--- START ---
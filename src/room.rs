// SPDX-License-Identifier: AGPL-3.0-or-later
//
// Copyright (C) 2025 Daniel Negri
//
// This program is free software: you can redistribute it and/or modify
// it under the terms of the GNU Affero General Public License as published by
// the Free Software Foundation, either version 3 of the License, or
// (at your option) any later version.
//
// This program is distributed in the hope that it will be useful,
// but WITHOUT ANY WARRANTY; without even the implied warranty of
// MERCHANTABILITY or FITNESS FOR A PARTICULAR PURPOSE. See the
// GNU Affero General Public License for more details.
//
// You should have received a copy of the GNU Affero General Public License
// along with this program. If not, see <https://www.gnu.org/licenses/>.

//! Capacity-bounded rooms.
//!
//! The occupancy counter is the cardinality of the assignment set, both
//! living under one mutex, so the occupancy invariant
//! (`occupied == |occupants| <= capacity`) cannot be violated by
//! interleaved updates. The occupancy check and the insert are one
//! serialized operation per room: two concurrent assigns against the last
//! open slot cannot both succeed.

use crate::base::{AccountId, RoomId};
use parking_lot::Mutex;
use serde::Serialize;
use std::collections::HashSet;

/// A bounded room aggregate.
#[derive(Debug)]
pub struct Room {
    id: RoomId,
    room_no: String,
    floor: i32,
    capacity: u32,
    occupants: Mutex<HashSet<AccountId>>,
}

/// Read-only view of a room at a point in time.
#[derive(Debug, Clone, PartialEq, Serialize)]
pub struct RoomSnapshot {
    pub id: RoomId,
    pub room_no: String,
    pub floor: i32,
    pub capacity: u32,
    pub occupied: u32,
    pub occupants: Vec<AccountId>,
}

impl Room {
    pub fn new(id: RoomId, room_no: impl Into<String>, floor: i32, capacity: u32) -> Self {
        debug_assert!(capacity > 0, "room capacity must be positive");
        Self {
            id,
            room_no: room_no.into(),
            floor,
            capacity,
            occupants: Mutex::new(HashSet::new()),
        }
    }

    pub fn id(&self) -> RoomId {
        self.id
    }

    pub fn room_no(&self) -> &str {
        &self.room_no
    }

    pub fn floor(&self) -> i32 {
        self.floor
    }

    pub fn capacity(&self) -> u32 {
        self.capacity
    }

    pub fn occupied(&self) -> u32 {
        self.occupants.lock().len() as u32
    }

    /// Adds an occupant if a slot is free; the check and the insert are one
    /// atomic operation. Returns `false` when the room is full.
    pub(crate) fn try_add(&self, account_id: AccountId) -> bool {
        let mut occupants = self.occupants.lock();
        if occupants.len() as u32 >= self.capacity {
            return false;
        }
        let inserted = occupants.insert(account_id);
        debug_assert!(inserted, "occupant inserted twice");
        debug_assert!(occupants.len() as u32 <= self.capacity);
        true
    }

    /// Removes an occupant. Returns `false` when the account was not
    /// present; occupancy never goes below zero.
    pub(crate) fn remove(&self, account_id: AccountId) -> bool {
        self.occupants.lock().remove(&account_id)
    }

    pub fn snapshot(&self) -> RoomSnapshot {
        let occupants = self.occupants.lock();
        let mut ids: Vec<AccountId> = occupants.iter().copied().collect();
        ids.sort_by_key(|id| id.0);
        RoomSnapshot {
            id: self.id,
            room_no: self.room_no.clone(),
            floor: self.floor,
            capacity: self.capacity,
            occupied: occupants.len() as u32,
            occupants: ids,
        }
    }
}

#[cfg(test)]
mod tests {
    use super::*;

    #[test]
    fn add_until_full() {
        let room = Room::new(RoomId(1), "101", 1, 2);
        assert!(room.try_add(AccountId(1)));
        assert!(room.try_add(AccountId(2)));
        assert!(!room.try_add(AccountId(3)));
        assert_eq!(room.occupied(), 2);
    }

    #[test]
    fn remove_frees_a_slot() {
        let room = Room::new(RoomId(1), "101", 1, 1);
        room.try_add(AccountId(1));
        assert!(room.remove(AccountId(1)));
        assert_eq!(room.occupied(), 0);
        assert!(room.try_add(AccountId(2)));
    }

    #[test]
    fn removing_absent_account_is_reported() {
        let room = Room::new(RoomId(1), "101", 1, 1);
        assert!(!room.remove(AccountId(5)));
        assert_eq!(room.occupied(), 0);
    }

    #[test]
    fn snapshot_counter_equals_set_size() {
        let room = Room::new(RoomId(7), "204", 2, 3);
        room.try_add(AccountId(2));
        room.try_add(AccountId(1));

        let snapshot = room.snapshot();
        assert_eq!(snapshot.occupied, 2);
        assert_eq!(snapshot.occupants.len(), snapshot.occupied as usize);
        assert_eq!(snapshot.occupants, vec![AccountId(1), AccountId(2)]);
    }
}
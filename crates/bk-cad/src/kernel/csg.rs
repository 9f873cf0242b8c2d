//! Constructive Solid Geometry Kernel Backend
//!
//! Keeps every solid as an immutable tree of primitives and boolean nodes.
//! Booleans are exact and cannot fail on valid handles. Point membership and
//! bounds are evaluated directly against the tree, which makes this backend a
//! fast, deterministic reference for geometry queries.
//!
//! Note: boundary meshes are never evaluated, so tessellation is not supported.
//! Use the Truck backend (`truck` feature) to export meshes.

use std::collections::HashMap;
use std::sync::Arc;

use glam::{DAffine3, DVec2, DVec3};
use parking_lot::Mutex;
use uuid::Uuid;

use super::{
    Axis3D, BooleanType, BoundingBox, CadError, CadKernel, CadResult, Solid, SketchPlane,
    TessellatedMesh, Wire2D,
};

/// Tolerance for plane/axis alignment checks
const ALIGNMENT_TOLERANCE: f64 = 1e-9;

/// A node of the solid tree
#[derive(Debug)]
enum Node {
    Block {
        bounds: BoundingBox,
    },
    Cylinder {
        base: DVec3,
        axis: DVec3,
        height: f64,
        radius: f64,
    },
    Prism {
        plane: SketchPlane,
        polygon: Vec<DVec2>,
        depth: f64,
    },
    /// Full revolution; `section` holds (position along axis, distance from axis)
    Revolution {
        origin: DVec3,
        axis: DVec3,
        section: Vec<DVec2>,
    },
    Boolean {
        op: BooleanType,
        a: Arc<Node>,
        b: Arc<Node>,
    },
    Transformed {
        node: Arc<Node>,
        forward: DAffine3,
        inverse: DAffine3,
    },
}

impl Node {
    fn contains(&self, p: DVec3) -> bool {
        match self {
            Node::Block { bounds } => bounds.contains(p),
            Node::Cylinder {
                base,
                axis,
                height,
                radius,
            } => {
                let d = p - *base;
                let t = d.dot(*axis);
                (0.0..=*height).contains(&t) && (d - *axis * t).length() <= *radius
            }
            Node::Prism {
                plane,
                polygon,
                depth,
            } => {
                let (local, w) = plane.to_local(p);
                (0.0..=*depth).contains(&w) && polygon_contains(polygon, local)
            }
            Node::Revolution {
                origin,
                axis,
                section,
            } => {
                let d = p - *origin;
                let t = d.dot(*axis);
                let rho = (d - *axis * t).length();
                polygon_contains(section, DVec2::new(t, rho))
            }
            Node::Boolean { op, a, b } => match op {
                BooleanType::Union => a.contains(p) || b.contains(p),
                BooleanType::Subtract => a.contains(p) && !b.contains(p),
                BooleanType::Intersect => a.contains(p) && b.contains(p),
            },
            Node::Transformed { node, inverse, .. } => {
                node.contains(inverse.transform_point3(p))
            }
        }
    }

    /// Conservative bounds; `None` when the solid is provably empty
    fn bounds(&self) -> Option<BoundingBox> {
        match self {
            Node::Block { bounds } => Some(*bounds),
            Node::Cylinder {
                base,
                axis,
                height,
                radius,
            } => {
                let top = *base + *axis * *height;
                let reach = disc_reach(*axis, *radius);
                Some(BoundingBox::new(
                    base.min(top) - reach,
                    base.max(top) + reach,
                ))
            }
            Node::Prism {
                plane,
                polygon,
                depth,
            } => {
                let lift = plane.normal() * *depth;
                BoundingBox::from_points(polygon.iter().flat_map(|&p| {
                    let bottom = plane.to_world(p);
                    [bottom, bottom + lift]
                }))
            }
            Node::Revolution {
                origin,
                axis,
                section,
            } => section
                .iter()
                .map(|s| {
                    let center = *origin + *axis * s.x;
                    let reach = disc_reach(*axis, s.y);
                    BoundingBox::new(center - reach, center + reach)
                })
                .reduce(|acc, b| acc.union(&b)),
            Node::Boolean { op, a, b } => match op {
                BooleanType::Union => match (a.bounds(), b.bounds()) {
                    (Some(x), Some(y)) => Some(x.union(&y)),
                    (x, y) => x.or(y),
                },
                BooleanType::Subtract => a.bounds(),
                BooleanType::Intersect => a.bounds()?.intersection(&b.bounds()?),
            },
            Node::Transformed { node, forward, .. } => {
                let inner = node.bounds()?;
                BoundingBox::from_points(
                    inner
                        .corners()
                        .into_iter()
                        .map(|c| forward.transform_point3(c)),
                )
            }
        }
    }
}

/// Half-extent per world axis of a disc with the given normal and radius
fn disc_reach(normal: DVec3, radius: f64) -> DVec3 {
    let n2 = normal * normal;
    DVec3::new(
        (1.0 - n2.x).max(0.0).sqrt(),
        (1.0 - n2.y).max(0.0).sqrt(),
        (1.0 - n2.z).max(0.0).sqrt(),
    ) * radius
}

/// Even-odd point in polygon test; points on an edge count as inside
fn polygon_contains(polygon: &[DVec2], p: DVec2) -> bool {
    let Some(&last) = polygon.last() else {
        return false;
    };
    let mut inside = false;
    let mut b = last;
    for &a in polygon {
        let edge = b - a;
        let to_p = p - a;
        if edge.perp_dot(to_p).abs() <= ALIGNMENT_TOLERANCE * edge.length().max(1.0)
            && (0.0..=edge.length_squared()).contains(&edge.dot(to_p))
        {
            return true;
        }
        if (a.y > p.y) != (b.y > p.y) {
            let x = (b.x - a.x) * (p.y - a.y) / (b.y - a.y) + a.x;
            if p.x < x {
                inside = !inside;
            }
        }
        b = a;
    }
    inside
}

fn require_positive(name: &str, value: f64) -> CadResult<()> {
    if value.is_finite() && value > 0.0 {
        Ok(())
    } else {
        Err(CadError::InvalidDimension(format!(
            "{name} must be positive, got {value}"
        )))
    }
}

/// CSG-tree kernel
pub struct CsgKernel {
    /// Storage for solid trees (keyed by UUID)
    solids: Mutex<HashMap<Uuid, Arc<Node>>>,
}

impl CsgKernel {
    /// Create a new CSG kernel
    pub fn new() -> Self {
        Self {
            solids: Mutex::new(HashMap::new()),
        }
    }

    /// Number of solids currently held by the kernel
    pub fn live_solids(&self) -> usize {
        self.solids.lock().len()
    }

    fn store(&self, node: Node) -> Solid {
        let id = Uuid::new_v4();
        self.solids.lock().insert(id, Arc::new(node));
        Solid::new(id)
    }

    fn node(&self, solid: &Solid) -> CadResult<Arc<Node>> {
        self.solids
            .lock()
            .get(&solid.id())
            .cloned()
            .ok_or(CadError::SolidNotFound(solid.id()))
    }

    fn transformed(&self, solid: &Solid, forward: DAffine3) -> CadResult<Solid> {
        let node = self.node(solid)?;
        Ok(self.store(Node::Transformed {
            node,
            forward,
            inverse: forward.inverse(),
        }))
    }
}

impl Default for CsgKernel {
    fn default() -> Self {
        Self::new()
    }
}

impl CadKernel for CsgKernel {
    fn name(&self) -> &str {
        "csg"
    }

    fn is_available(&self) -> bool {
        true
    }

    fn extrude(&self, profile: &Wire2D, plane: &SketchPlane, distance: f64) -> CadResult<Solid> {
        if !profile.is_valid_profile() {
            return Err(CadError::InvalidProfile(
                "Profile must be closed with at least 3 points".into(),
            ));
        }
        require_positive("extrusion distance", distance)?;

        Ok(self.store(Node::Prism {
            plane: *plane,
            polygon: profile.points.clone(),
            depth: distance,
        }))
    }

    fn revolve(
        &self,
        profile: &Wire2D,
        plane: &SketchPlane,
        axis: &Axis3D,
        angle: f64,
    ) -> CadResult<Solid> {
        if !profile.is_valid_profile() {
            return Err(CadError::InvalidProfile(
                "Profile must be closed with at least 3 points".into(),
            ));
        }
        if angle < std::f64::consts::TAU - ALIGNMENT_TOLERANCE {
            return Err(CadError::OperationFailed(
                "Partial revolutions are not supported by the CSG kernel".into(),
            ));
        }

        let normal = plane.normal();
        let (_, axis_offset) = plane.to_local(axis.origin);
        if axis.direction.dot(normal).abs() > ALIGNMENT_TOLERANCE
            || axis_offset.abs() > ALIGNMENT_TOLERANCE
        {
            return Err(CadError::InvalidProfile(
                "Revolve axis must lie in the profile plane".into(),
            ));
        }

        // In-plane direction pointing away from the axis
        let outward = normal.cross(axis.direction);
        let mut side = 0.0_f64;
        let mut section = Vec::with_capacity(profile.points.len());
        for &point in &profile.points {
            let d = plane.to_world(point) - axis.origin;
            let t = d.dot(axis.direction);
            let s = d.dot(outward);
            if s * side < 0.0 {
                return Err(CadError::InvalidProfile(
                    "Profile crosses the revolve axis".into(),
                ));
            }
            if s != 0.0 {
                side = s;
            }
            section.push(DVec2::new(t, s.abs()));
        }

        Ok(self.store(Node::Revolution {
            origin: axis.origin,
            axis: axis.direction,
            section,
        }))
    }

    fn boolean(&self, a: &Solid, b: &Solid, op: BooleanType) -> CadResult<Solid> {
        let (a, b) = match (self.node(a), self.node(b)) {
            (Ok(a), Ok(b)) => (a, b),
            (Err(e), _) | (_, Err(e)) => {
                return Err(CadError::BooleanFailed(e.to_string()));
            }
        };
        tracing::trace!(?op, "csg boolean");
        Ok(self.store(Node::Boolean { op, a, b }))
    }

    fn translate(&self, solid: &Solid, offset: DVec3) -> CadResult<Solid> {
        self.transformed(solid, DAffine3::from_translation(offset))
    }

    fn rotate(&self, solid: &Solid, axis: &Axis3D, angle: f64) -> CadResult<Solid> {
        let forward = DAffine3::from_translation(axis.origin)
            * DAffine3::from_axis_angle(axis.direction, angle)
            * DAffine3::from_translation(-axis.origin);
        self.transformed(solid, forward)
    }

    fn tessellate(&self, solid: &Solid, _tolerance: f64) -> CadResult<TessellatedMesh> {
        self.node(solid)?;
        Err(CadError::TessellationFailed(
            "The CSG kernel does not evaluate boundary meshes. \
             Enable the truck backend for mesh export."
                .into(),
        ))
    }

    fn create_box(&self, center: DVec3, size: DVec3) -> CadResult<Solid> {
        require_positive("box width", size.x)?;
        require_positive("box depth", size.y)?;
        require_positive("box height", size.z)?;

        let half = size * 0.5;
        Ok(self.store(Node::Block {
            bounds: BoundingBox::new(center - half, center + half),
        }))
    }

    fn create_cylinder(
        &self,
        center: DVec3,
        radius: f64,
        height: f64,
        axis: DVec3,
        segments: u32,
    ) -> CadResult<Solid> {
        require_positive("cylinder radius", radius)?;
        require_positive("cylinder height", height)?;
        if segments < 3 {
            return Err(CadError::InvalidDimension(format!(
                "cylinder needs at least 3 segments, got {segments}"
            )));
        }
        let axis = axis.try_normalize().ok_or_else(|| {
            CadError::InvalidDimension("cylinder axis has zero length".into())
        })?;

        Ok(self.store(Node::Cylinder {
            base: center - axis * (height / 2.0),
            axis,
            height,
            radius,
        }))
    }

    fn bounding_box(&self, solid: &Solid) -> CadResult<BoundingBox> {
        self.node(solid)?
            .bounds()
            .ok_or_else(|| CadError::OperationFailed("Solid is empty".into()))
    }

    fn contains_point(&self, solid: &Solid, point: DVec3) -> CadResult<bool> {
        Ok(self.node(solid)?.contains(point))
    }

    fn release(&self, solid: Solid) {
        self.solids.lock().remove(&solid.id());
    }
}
--- END ---
Aim of the task
All lines from the first line of the listing above through the line containing "point in time." are to be retyped exactly. Leave out any other line.

Result below
filename src/room.rs
// SPDX-License-Identifier: AGPL-3.0-or-later
//
// Copyright (C) 2025 Daniel Negri
//
// This program is free software: you can redistribute it and/or modify
// it under the terms of the GNU Affero General Public License as published by
// the Free Software Foundation, either version 3 of the License, or
// (at your option) any later version.
//
// This program is distributed in the hope that it will be useful,
// but WITHOUT ANY WARRANTY; without even the implied warranty of
// MERCHANTABILITY or FITNESS FOR A PARTICULAR PURPOSE. See the
// GNU Affero General Public License for more details.
//
// You should have received a copy of the GNU Affero General Public License
// along with this program. If not, see <https://www.gnu.org/licenses/>.

//! Capacity-bounded rooms.
//!
//! The occupancy counter is the cardinality of the assignment set, both
//! living under one mutex, so the occupancy invariant
//! (`occupied == |occupants| <= capacity`) cannot be violated by
//! interleaved updates. The occupancy check and the insert are one
//! serialized operation per room: two concurrent assigns against the last
//! open slot cannot both succeed.

use crate::base::{AccountId, RoomId};
use parking_lot::Mutex;
use serde::Serialize;
use std::collections::HashSet;

/// A bounded room aggregate.
#[derive(Debug)]
pub struct Room {
    id: RoomId,
    room_no: String,
    floor: i32,
    capacity: u32,
    occupants: Mutex<HashSet<AccountId>>,
}

/// Read-only view of a room at a point in time.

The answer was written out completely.